:: INFORMATION SHOWN ::
+ + +
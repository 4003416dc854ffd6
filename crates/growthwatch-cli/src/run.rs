//! One batch run: load companies, process them, deliver the reports.

use std::sync::Arc;
use std::time::Duration;

use anyhow::Context;
use growthwatch_core::{load_companies, AppConfig};
use growthwatch_pipeline::{
    select_companies, BatchOrchestrator, BatchRunOutcome, CompanyCoordinator,
    CoordinatorSettings, CrmSink, JsonRecordSink, ReportSink,
};

use crate::wiring::build_wiring;

#[derive(Debug, Clone, Default, PartialEq, Eq)]
pub(crate) struct RunOptions {
    /// Process only the company with this name.
    pub company: Option<String>,
    pub no_pacing: bool,
    pub skip_crm: bool,
}

/// Run the whole pipeline once and deliver its reports.
///
/// # Errors
///
/// Returns an error if the companies file cannot be loaded, the company
/// filter matches nothing, the HTTP client cannot be built, or the JSON
/// record directory is unusable. Per-company failures never surface here.
pub(crate) async fn run_batch(
    config: &AppConfig,
    options: &RunOptions,
) -> anyhow::Result<BatchRunOutcome> {
    let file = load_companies(&config.companies_path).with_context(|| {
        format!(
            "failed to load companies from {}",
            config.companies_path.display()
        )
    })?;

    let companies = select_companies(&file.companies, options.company.as_deref());
    if let Some(name) = &options.company {
        if companies.is_empty() {
            anyhow::bail!(
                "company '{name}' not found in {}",
                config.companies_path.display()
            );
        }
    }

    let wiring = build_wiring(config)?;
    let coordinator = CompanyCoordinator::new(
        wiring.tiers,
        wiring.analyzer,
        CoordinatorSettings::from_config(config),
    );
    let pacing = if options.no_pacing {
        Duration::ZERO
    } else {
        Duration::from_secs(config.inter_company_delay_secs)
    };

    let outcome = BatchOrchestrator::new(coordinator, pacing)
        .run(&companies)
        .await;

    let json = JsonRecordSink::new(&config.output_dir);
    let written = json
        .deliver(&outcome)
        .await
        .context("failed to write JSON records")?;
    tracing::info!(
        sink = json.name(),
        delivered = written.delivered,
        failed = written.failed,
        dir = %config.output_dir.display(),
        "reports written"
    );

    match (wiring.crm, options.skip_crm) {
        (Some(client), false) => deliver_crm(client, &outcome).await,
        (Some(_), true) => tracing::info!("CRM push skipped by --skip-crm"),
        (None, _) => {}
    }

    Ok(outcome)
}

async fn deliver_crm(client: Arc<growthwatch_sources::SalesforceClient>, outcome: &BatchRunOutcome) {
    let sink = CrmSink::new(client);
    match sink.deliver(outcome).await {
        Ok(summary) => tracing::info!(
            sink = sink.name(),
            delivered = summary.delivered,
            failed = summary.failed,
            "CRM push finished"
        ),
        Err(e) => tracing::error!(sink = sink.name(), error = %e, "CRM push aborted"),
    }
}
//! Sequential batch loop over all configured companies.

use std::time::Duration;

use chrono::{DateTime, NaiveDate, Utc};
use growthwatch_core::{CompanyReport, CompanyTarget};
use uuid::Uuid;

use crate::coordinator::{CompanyCoordinator, CompanyOutcome, Completeness};

/// Aggregate result of one batch run.
#[derive(Debug, Clone)]
pub struct BatchRunOutcome {
    pub run_id: Uuid,
    pub run_date: NaiveDate,
    pub started_at: DateTime<Utc>,
    pub finished_at: DateTime<Utc>,
    /// One entry per company, in input order.
    pub entries: Vec<CompanyOutcome>,
    pub succeeded: usize,
    pub partial: usize,
    pub skipped: usize,
}

impl BatchRunOutcome {
    /// A run fails only when it had companies and skipped every one of them.
    #[must_use]
    pub fn is_success(&self) -> bool {
        self.entries.is_empty() || self.skipped < self.entries.len()
    }

    pub fn reports(&self) -> impl Iterator<Item = &CompanyReport> {
        self.entries.iter().filter_map(CompanyOutcome::report)
    }

    #[must_use]
    pub fn total(&self) -> usize {
        self.entries.len()
    }
}

pub struct BatchOrchestrator {
    coordinator: CompanyCoordinator,
    pacing: Duration,
}

impl BatchOrchestrator {
    #[must_use]
    pub fn new(coordinator: CompanyCoordinator, pacing: Duration) -> Self {
        Self {
            coordinator,
            pacing,
        }
    }

    /// Process `companies` for today's date.
    pub async fn run(&self, companies: &[CompanyTarget]) -> BatchRunOutcome {
        self.run_on(companies, Utc::now().date_naive()).await
    }

    /// Process `companies` in order, waiting the pacing delay between
    /// consecutive companies but not after the last one.
    pub async fn run_on(&self, companies: &[CompanyTarget], run_date: NaiveDate) -> BatchRunOutcome {
        let run_id = Uuid::new_v4();
        let started_at = Utc::now();
        tracing::info!(
            %run_id,
            companies = companies.len(),
            %run_date,
            pacing_secs = self.pacing.as_secs(),
            "batch run started"
        );

        let mut entries = Vec::with_capacity(companies.len());
        let (mut succeeded, mut partial, mut skipped) = (0usize, 0usize, 0usize);

        for (index, target) in companies.iter().enumerate() {
            tracing::info!(
                company = %target.name,
                position = index + 1,
                of = companies.len(),
                "processing company"
            );

            let outcome = self.coordinator.process(target, run_date).await;
            match &outcome {
                CompanyOutcome::Reported {
                    completeness: Completeness::Complete,
                    ..
                } => succeeded += 1,
                CompanyOutcome::Reported { .. } => partial += 1,
                CompanyOutcome::Skipped { reason, .. } => {
                    skipped += 1;
                    tracing::error!(company = %target.name, reason = %reason, "company skipped");
                }
            }
            entries.push(outcome);

            let is_last = index + 1 == companies.len();
            if !is_last && !self.pacing.is_zero() {
                tracing::debug!(delay_secs = self.pacing.as_secs(), "pacing before next company");
                tokio::time::sleep(self.pacing).await;
            }
        }

        let finished_at = Utc::now();
        tracing::info!(
            %run_id,
            succeeded,
            partial,
            skipped,
            elapsed_secs = (finished_at - started_at).num_seconds(),
            "batch run finished"
        );

        BatchRunOutcome {
            run_id,
            run_date,
            started_at,
            finished_at,
            entries,
            succeeded,
            partial,
            skipped,
        }
    }
}

/// Restrict `companies` to the one named `name`, matched case-insensitively.
///
/// Returns an empty list when nothing matches.
#[must_use]
pub fn select_companies(companies: &[CompanyTarget], name: Option<&str>) -> Vec<CompanyTarget> {
    match name {
        None => companies.to_vec(),
        Some(name) => {
            let wanted = name.trim().to_lowercase();
            companies
                .iter()
                .filter(|c| c.name.trim().to_lowercase() == wanted)
                .cloned()
                .collect()
        }
    }
}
+ + +
:: EXERCISE INSTRUCTIONS ::
Your answer must be every line from the listing above that holds the string "bool".

:: ANSWER BOX ::
    pub no_pacing: bool,
    pub skip_crm: bool,
    pub fn is_success(&self) -> bool {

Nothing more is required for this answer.